Geschreven door: Nico Dros
Artikel door: Tim van Gerven

Sigaren en alcohol

Drankgebruik, sigaren, relaties tussen een oudere man en een jongere vrouw, seks, geweld: zomaar een aantal terugkerende motieven uit Langzaam afbouwen op deze planeet, de nieuwe verhalenbundel van Nico Dros (1956). Een nogal bronstige verzameling verhalen, zou je kunnen zeggen. Met een beetje kwaadwilligheid zou je het een midlifecrisisbundel kunnen noemen. Jammer genoeg is de stijl waarin deze mannelijke verhalen zijn gegoten een stuk minder doordrongen van testosteron.

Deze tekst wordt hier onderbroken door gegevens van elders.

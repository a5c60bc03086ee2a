use vitals_report::api::{
    DateRangeValues, ReportRow, Row, SegmentInfo, SegmentNameTable, SegmentNames,
};
use vitals_report::utils::error::ApiError;

fn wire_row(values: Vec<&str>) -> ReportRow {
    ReportRow {
        dimensions: vec![
            "-15".to_string(),
            "20200115".to_string(),
            "CLS".to_string(),
            "Germany".to_string(),
            "/checkout".to_string(),
            "v1-1579046400000-42".to_string(),
        ],
        metrics: vec![DateRangeValues {
            values: values.into_iter().map(String::from).collect(),
        }],
    }
}

#[test]
fn test_wire_row_converts_to_typed_row() {
    let row = Row::from_report_row(&wire_row(vec!["142"])).unwrap();

    assert_eq!(row.segment_id, "-15");
    assert_eq!(row.date, "20200115");
    assert_eq!(row.metric, "CLS");
    assert_eq!(row.country, "Germany");
    assert_eq!(row.page, "/checkout");
    assert_eq!(row.value, 142.0);
}

#[test]
fn test_wire_row_deserializes_from_response_json() {
    let raw: ReportRow = serde_json::from_value(serde_json::json!({
        "dimensions": ["-15", "20200115", "LCP", "Germany", "/checkout", "v1-42"],
        "metrics": [{"values": ["2389"]}],
    }))
    .unwrap();

    let row = Row::from_report_row(&raw).unwrap();
    assert_eq!(row.metric, "LCP");
    assert_eq!(row.value, 2389.0);
}

#[test]
fn test_non_numeric_metric_value_is_rejected() {
    let err = Row::from_report_row(&wire_row(vec!["n/a"])).unwrap_err();

    assert!(matches!(err, ApiError::InvalidResponse(_)));
    assert!(err.to_string().contains("n/a"));
}

#[test]
fn test_row_without_metric_values_is_rejected() {
    let err = Row::from_report_row(&wire_row(vec![])).unwrap_err();
    assert!(matches!(err, ApiError::InvalidResponse(_)));
}

#[test]
fn test_segment_table_builds_from_management_list() {
    let segments = vec![
        SegmentInfo {
            id: "-15".to_string(),
            name: "Desktop Traffic".to_string(),
        },
        SegmentInfo {
            id: "-16".to_string(),
            name: "Mobile Traffic".to_string(),
        },
    ];

    let table = SegmentNameTable::from_segments(&segments);
    assert_eq!(table.segment_name("-15"), "Desktop Traffic");
    assert_eq!(table.segment_name("-16"), "Mobile Traffic");
}

#[test]
fn test_segment_table_resolves_and_falls_back() {
    let mut table = SegmentNameTable::new();
    table.insert("-15", "Desktop Traffic");
    table.insert("-16", "Mobile Traffic");

    assert_eq!(table.segment_name("-16"), "Mobile Traffic");
    assert_eq!(table.segment_name("gaid::-1"), "gaid::-1");
}
//! Aggregation of report rows into the Web Vitals summary.
//!
//! This module transforms fetched report rows into:
//! - Per-metric value sequences with segment and date breakdowns
//! - Per-page and per-country buckets ranked by observation count

pub mod engine;
pub mod summary;

// Re-export main types and functions
pub use engine::aggregate_report;
pub use summary::{DimensionBucket, Metric, MetricMap, MetricSummary, SegmentSeries, VitalsSummary};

De bundel opent met het zwakste verhaal en eindigt met het sterkste. Goed nieuws voor de lezer die graag het lekkerste voor het laatst bewaart. Het slechte nieuws is dat de zes verhalen tussen de opener en de afsluiter op z’n best ‘interessant’ te noemen zijn.

Om met het zuur te beginnen: in het openingsverhaal ‘Maagdenbloed’ wordt in negen pagina’s het tragische verloop van een driehoeksverhouding afgewerkt. Het korte vertoog lijkt eerder een opzet voor een roman dan een volwaardig verhaal. De gehele episode wordt in een dergelijke duizelingwekkende vaart afgerond dat het drama de lezer onmogelijk kan aangrijpen. De vertellende ik-figuur was zelf slechts zijdelings betrokken, maar is zelfs jaren na dato nog aangedaan door de hele affaire. Daar hoeven wij als lezer niet naar te raden want het staat er zwart op wit: ‘Toch heeft alles ook mij diep geraakt.’

Weinig verrassing

Waarom de zes verhalen die volgen mij ook minder kunnen bekoren, daar is lastiger de vinger achter te krijgen. Hier gebeuren wel degelijk interessante dingen. Zo is er het titelverhaal, waarin de weerslag wordt geschetst van een dreigende derde wereldoorlog op het dagelijks leven in een Noord-Hollands plattelandsdorpje. Het mooie van dit verhaal is dat ondanks de onrust en de onzekerheid het dagelijks leven er eigenlijk gewoon doorgaat − er wordt gezellig op de bank een dvd’tje gekeken, de hond moet uitgelaten, er is kermis − waardoor de sluimerende dreiging, op de achtergrond voortdurend aanwezig, des te meer invoelbaar wordt gemaakt.

Pf

Dat dit verhaal en de andere verhalen mij desalniettemin niet echt weten te pakken, heeft wellicht iets te maken met het gekozen vertelperspectief. In driekwart van de gevallen kiest Dros voor een ik-verteller die ons achteraf verslag doet van iets dat hij (het gaat altijd om een man) heeft meegemaakt. Een dergelijk perspectief herbergt het risico op afstandelijkheid in zich. Het helpt dan niet als het verhaal vooral samenvattend tot ons komt en slechts mondjesmaat in onafhankelijke scènes. Uit het titelverhaal:

Mij was het nooit gelukt een lang gesprek met mijn zoon te voeren zoals Max nu deed. De jongen en ik leefden langs elkaar heen. Jelle was een aardige gast, de onbetwiste knuffelbeer van het gezin. Voor een jonge Westfries dronk hij niet veel, liever rookte hij wiet. Toen ik ontdekte dat hij wietplanten in een uithoek van het erf teelde had ik ze gerooid en verbrand. Hij was me bijna aangevlogen. Bij onze eerste aanvaringen was hij zestien. Ageeth vond dat ik hem te streng aanpakte.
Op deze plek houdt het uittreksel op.